Green crabs eat clams and juvenile oysters—so their success is causing hardship for mollusk fishers (while simultaneously removing filter feeders from the ocean). Along the Mid Atlantic coast of North America, the native blue crab has proven effective at out-competing (or just straight-up eating) the invasive green crabs. Similarly the rock crabs and Dungeness crabs of the Pacific northwest can hold their own against the invaders, but humans are overfishing these native crabs and allowing the invaders to proliferate (and seafood enthusiasts in America have not developed a taste for the tiny green crabs).

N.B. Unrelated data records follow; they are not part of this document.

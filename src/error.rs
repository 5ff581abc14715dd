// src/error.rs
use std::fmt;

use thiserror::Error;

use crate::{
    grammar::{GrammarTable, LalrStateId, SymbolId},
    lexer::{Position, Token},
};

/// Failure to load or link a grammar table. Apart from `Io` and `Json`, every
/// variant means the table itself is malformed.
#[derive(Debug, Error)]
pub enum TableError {
    #[error("failed to read grammar table: {0}")]
    Io(#[from] std::io::Error),

    #[error("failed to decode grammar table JSON: {0}")]
    Json(#[from] serde_json::Error),

    #[error("unexpected table header {found:?}")]
    BadHeader { found: String },

    #[error("table truncated at byte {offset}")]
    Truncated { offset: usize },

    #[error("unknown field tag {tag:#04x} at byte {offset}")]
    UnknownFieldTag { tag: u8, offset: usize },

    #[error("unknown record kind {kind:?}")]
    UnknownRecord { kind: char },

    #[error("malformed {record} record: {reason}")]
    BadRecord { record: &'static str, reason: String },

    #[error("missing {0} record")]
    MissingRecord(&'static str),

    #[error("table count mismatch: declared {declared:?}, read {read:?}")]
    CountMismatch {
        declared: crate::grammar::raw::TableCounts,
        read: crate::grammar::raw::TableCounts,
    },

    #[error("{len} {kind} entries do not fit a 16-bit count")]
    TooManyEntries { kind: &'static str, len: usize },

    #[error("duplicate {kind} index {index}")]
    DuplicateIndex { kind: &'static str, index: u16 },

    #[error("{kind} index {index} does not resolve")]
    Dangling { kind: &'static str, index: u16 },

    #[error("LALR state {state} has more than one action for symbol {symbol}")]
    DuplicateAction { state: u16, symbol: u16 },

    #[error("table must contain exactly one {0} symbol")]
    SpecialSymbol(&'static str),

    #[error("no production matches {0:?}")]
    UnknownProduction(String),
}

impl TableError {
    pub fn is_malformed(&self) -> bool {
        !matches!(
            self,
            TableError::Io(_) | TableError::Json(_) | TableError::UnknownProduction(_)
        )
    }
}

#[derive(Debug, Clone, Copy, PartialEq, Eq)]
pub enum ParseErrorKind {
    /// The lexer could not match the input.
    Lexical,
    /// No action exists for the lookahead in the current state.
    Syntax,
    /// The tables are inconsistent (missing goto, goto on a terminal).
    Internal,
    /// The source could not be read.
    Input,
}

impl fmt::Display for ParseErrorKind {
    fn fmt(&self, f: &mut fmt::Formatter<'_>) -> fmt::Result {
        f.write_str(match self {
            ParseErrorKind::Lexical => "lexical error",
            ParseErrorKind::Syntax => "syntax error",
            ParseErrorKind::Internal => "internal error",
            ParseErrorKind::Input => "input error",
        })
    }
}

/// A parse-time failure, returned as a value from the step functions.
#[derive(Debug, Clone, PartialEq, Eq, Error)]
#[error("{kind} at {position}")]
pub struct ParseError {
    pub kind: ParseErrorKind,
    pub position: Position,
    pub state: LalrStateId,
    /// The offending lookahead; absent for input errors.
    pub token: Option<Token>,
    /// Symbols with an action in `state`; only filled for syntax errors.
    pub expected: Vec<SymbolId>,
    pub detail: Option<String>,
}

impl ParseError {
    /// Renders the error with symbol names resolved against `grammar`.
    pub fn describe(&self, grammar: &GrammarTable) -> String {
        let mut out = format!("{} at {}", self.kind, self.position);
        if let Some(tok) = &self.token {
            out.push_str(&format!(
                ": {} {:?}",
                grammar.symbol(tok.symbol).name,
                tok.lexeme
            ));
        }
        match self.kind {
            ParseErrorKind::Syntax => {
                let names: Vec<&str> = self
                    .expected
                    .iter()
                    .map(|&s| grammar.symbol(s).name.as_str())
                    .collect();
                out.push_str(&format!(" (expected: {})", names.join(", ")));
            }
            ParseErrorKind::Internal => {
                out.push_str(&format!(" (state {})", self.state));
            }
            _ => {}
        }
        if let Some(detail) = &self.detail {
            out.push_str(": ");
            out.push_str(detail);
        }
        out
    }
}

Will the warming of the oceans cause blue crabs to spread northward to defeat the invaders? Will humankind stop killing every fish in the ocean so that the green crabs are eaten by sea bass? Will we introduce a new species which preys on the green crabs (but brings its own problems)? Only time will tell, but already coastal Maine is being swept by a tide of little green claws (and delicious east coast oysters are becoming more expensive and more rare).